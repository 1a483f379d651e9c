//! Spawning and supervising the `claude` process
//!
//! Each invocation runs in its own process group inside an empty scratch
//! directory. The process group is killed if the event stream is dropped
//! before the process exits (timeout, cancellation, caller gone).

use super::args::{build_args, Invocation, ToolPolicy};
use super::protocol::{parse_events, ProtocolError, StreamEvent};
use super::{EventStream, Invoker};
use futures::stream::{self, StreamExt};
use std::io;
use std::path::{Path, PathBuf};
use std::process::Stdio;
use tokio::io::{AsyncBufReadExt, AsyncWriteExt, BufReader};
use tokio::process::{Child, ChildStderr, Command};
use tokio::task::JoinHandle;

#[cfg(unix)]
use nix::sys::signal::{killpg, Signal};
#[cfg(unix)]
use nix::unistd::Pid;

/// Cap on retained stderr, used only for error messages
const MAX_STDERR_BYTES: usize = 16 * 1024;

/// Invoker backed by the real CLI
pub struct ClaudeInvoker {
    binary: PathBuf,
    scratch_dir: PathBuf,
    policy: ToolPolicy,
}

impl ClaudeInvoker {
    pub fn new(binary: PathBuf, scratch_dir: PathBuf, policy: ToolPolicy) -> Self {
        Self {
            binary,
            scratch_dir,
            policy,
        }
    }

    fn command(&self, invocation: &Invocation) -> io::Result<Command> {
        // Recreate if something removed it since startup
        std::fs::create_dir_all(&self.scratch_dir)?;

        let mut cmd = Command::new(&self.binary);
        cmd.args(build_args(invocation, &self.policy))
            .current_dir(&self.scratch_dir)
            .stdin(Stdio::piped())
            .stdout(Stdio::piped())
            .stderr(Stdio::piped())
            .kill_on_drop(true);

        // New process group so the whole tree can be killed at once
        #[cfg(unix)]
        cmd.process_group(0);

        Ok(cmd)
    }
}

impl Invoker for ClaudeInvoker {
    fn start(&self, invocation: &Invocation) -> io::Result<EventStream> {
        let mut child = self.command(invocation)?.spawn()?;
        let pid = child.id();
        let guard = ProcessGroupGuard::new(pid);

        tracing::debug!(
            pid,
            model = %invocation.model,
            resume = invocation.resume.is_some(),
            "Spawned claude"
        );

        let (Some(stdin), Some(stdout), Some(stderr)) =
            (child.stdin.take(), child.stdout.take(), child.stderr.take())
        else {
            return Err(io::Error::other("child process pipes were not captured"));
        };

        let prompt = invocation.prompt.clone();
        tokio::spawn(async move {
            let mut stdin = stdin;
            if let Err(e) = stdin.write_all(prompt.as_bytes()).await {
                tracing::warn!(pid, error = %e, "Failed to write prompt to claude stdin");
            }
            // Dropping stdin closes the pipe and signals end of prompt
        });

        let stderr_task = tokio::spawn(collect_stderr(stderr, pid));
        let exit = stream::once(wait_for_exit(child, stderr_task, guard));

        Ok(parse_events(BufReader::new(stdout)).chain(exit).boxed())
    }
}

/// Wait for the process after stdout closes and report how it exited
async fn wait_for_exit(
    mut child: Child,
    stderr_task: JoinHandle<String>,
    mut guard: ProcessGroupGuard,
) -> Result<StreamEvent, ProtocolError> {
    let status = child.wait().await?;
    // Helpers the tool left behind in its group go with it
    kill_process_group(guard.pid);
    guard.disarm();
    let stderr = stderr_task.await.unwrap_or_default();
    tracing::debug!(pid = guard.pid, code = ?status.code(), "claude exited");
    Ok(StreamEvent::Exited {
        code: status.code(),
        stderr,
    })
}

async fn collect_stderr(stderr: ChildStderr, pid: Option<u32>) -> String {
    let mut reader = BufReader::new(stderr);
    let mut buf = Vec::new();
    let mut collected = String::new();
    let mut truncated = false;

    // Keep draining to EOF so the child never sees a closed pipe
    loop {
        buf.clear();
        match reader.read_until(b'\n', &mut buf).await {
            Ok(0) => break,
            Ok(_) => {}
            Err(e) => {
                tracing::debug!(pid, error = %e, "Stopped reading claude stderr");
                break;
            }
        }
        let decoded = String::from_utf8_lossy(&buf);
        let line = decoded.trim_end();
        if line.trim().is_empty() {
            continue;
        }
        tracing::debug!(pid, "claude stderr: {}", line);
        if collected.len() + line.len() + 1 > MAX_STDERR_BYTES {
            truncated = true;
            continue;
        }
        collected.push_str(line);
        collected.push('\n');
    }

    if truncated {
        collected.push_str("[stderr truncated]");
    }
    collected.trim_end().to_string()
}

/// Kills the child's process group when dropped, unless disarmed after a
/// normal exit.
struct ProcessGroupGuard {
    pid: Option<u32>,
    armed: bool,
}

impl ProcessGroupGuard {
    fn new(pid: Option<u32>) -> Self {
        Self { pid, armed: true }
    }

    fn disarm(&mut self) {
        self.armed = false;
    }
}

impl Drop for ProcessGroupGuard {
    fn drop(&mut self) {
        if self.armed {
            kill_process_group(self.pid);
        }
    }
}

/// Kill a process group immediately with SIGKILL.
#[cfg(unix)]
fn kill_process_group(pid: Option<u32>) {
    let Some(raw) = pid.and_then(|p| i32::try_from(p).ok()) else {
        return;
    };
    tracing::debug!(pgid = raw, "Sending SIGKILL to process group");
    let _ = killpg(Pid::from_raw(raw), Signal::SIGKILL);
}

#[cfg(not(unix))]
fn kill_process_group(_pid: Option<u32>) {
    // kill_on_drop covers the direct child on other platforms
}

/// Create the scratch working directory and make sure it holds nothing the
/// tool could pick up as context.
pub fn prepare_scratch_dir(path: &Path) -> io::Result<PathBuf> {
    std::fs::create_dir_all(path)?;
    if std::fs::read_dir(path)?.next().is_some() {
        return Err(io::Error::new(
            io::ErrorKind::InvalidInput,
            format!("scratch directory {} is not empty", path.display()),
        ));
    }
    path.canonicalize()
}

::::::

== YOUR OBJECTIVE ==
Repeat the data exactly as it was given above.

== PROBLEM SOLUTION ==
repository 1a483f379d651e9c
//! Spawning and supervising the `claude` process
//!
//! Each invocation runs in its own process group inside an empty scratch
//! directory. The process group is killed if the event stream is dropped
//! before the process exits (timeout, cancellation, caller gone).

use super::args::{build_args, Invocation, ToolPolicy};
use super::protocol::{parse_events, ProtocolError, StreamEvent};
use super::{EventStream, Invoker};
use futures::stream::{self, StreamExt};
use std::io;
use std::path::{Path, PathBuf};
use std::process::Stdio;
use tokio::io::{AsyncBufReadExt, AsyncWriteExt, BufReader};
use tokio::process::{Child, ChildStderr, Command};
use tokio::task::JoinHandle;

#[cfg(unix)]
use nix::sys::signal::{killpg, Signal};
#[cfg(unix)]
use nix::unistd::Pid;

/// Cap on retained stderr, used only for error messages
const MAX_STDERR_BYTES: usize = 16 * 1024;

/// Invoker backed by the real CLI
pub struct ClaudeInvoker {
    binary: PathBuf,
    scratch_dir: PathBuf,
    policy: ToolPolicy,
}

impl ClaudeInvoker {
    pub fn new(binary: PathBuf, scratch_dir: PathBuf, policy: ToolPolicy) -> Self {
        Self {
            binary,
            scratch_dir,
            policy,
        }
    }

    fn command(&self, invocation: &Invocation) -> io::Result<Command> {
        // Recreate if something removed it since startup
        std::fs::create_dir_all(&self.scratch_dir)?;

        let mut cmd = Command::new(&self.binary);
        cmd.args(build_args(invocation, &self.policy))
            .current_dir(&self.scratch_dir)
            .stdin(Stdio::piped())
            .stdout(Stdio::piped())
            .stderr(Stdio::piped())
            .kill_on_drop(true);

        // New process group so the whole tree can be killed at once
        #[cfg(unix)]
        cmd.process_group(0);

        Ok(cmd)
    }
}

impl Invoker for ClaudeInvoker {
    fn start(&self, invocation: &Invocation) -> io::Result<EventStream> {
        let mut child = self.command(invocation)?.spawn()?;
        let pid = child.id();
        let guard = ProcessGroupGuard::new(pid);

        tracing::debug!(
            pid,
            model = %invocation.model,
            resume = invocation.resume.is_some(),
            "Spawned claude"
        );

        let (Some(stdin), Some(stdout), Some(stderr)) =
            (child.stdin.take(), child.stdout.take(), child.stderr.take())
        else {
            return Err(io::Error::other("child process pipes were not captured"));
        };

        let prompt = invocation.prompt.clone();
        tokio::spawn(async move {
            let mut stdin = stdin;
            if let Err(e) = stdin.write_all(prompt.as_bytes()).await {
                tracing::warn!(pid, error = %e, "Failed to write prompt to claude stdin");
            }
            // Dropping stdin closes the pipe and signals end of prompt
        });

        let stderr_task = tokio::spawn(collect_stderr(stderr, pid));
        let exit = stream::once(wait_for_exit(child, stderr_task, guard));

        Ok(parse_events(BufReader::new(stdout)).chain(exit).boxed())
    }
}

/// Wait for the process after stdout closes and report how it exited
async fn wait_for_exit(
    mut child: Child,
    stderr_task: JoinHandle<String>,
    mut guard: ProcessGroupGuard,
) -> Result<StreamEvent, ProtocolError> {
    let status = child.wait().await?;
    // Helpers the tool left behind in its group go with it
    kill_process_group(guard.pid);
    guard.disarm();
    let stderr = stderr_task.await.unwrap_or_default();
    tracing::debug!(pid = guard.pid, code = ?status.code(), "claude exited");
    Ok(StreamEvent::Exited {
        code: status.code(),
        stderr,
    })
}

async fn collect_stderr(stderr: ChildStderr, pid: Option<u32>) -> String {
    let mut reader = BufReader::new(stderr);
    let mut buf = Vec::new();
    let mut collected = String::new();
    let mut truncated = false;

    // Keep draining to EOF so the child never sees a closed pipe
    loop {
        buf.clear();
        match reader.read_until(b'\n', &mut buf).await {
            Ok(0) => break,
            Ok(_) => {}
            Err(e) => {
                tracing::debug!(pid, error = %e, "Stopped reading claude stderr");
                break;
            }
        }
        let decoded = String::from_utf8_lossy(&buf);
        let line = decoded.trim_end();
        if line.trim().is_empty() {
            continue;
        }
        tracing::debug!(pid, "claude stderr: {}", line);
        if collected.len() + line.len() + 1 > MAX_STDERR_BYTES {
            truncated = true;
            continue;
        }
        collected.push_str(line);
        collected.push('\n');
    }

    if truncated {
        collected.push_str("[stderr truncated]");
    }
    collected.trim_end().to_string()
}

/// Kills the child's process group when dropped, unless disarmed after a
/// normal exit.
struct ProcessGroupGuard {
    pid: Option<u32>,
    armed: bool,
}

impl ProcessGroupGuard {
    fn new(pid: Option<u32>) -> Self {
        Self { pid, armed: true }
    }

    fn disarm(&mut self) {
        self.armed = false;
    }
}

impl Drop for ProcessGroupGuard {
    fn drop(&mut self) {
        if self.armed {
            kill_process_group(self.pid);
        }
    }
}

/// Kill a process group immediately with SIGKILL.
#[cfg(unix)]
fn kill_process_group(pid: Option<u32>) {
    let Some(raw) = pid.and_then(|p| i32::try_from(p).ok()) else {
        return;
    };
    tracing::debug!(pgid = raw, "Sending SIGKILL to process group");
    let _ = killpg(Pid::from_raw(raw), Signal::SIGKILL);
}

#[cfg(not(unix))]
fn kill_process_group(_pid: Option<u32>) {
    // kill_on_drop covers the direct child on other platforms
}

/// Create the scratch working directory and make sure it holds nothing the
/// tool could pick up as context.
pub fn prepare_scratch_dir(path: &Path) -> io::Result<PathBuf> {
    std::fs::create_dir_all(path)?;
    if std::fs::read_dir(path)?.next().is_some() {
        return Err(io::Error::new(
            io::ErrorKind::InvalidInput,
            format!("scratch directory {} is not empty", path.display()),
        ));
    }
    path.canonicalize()
}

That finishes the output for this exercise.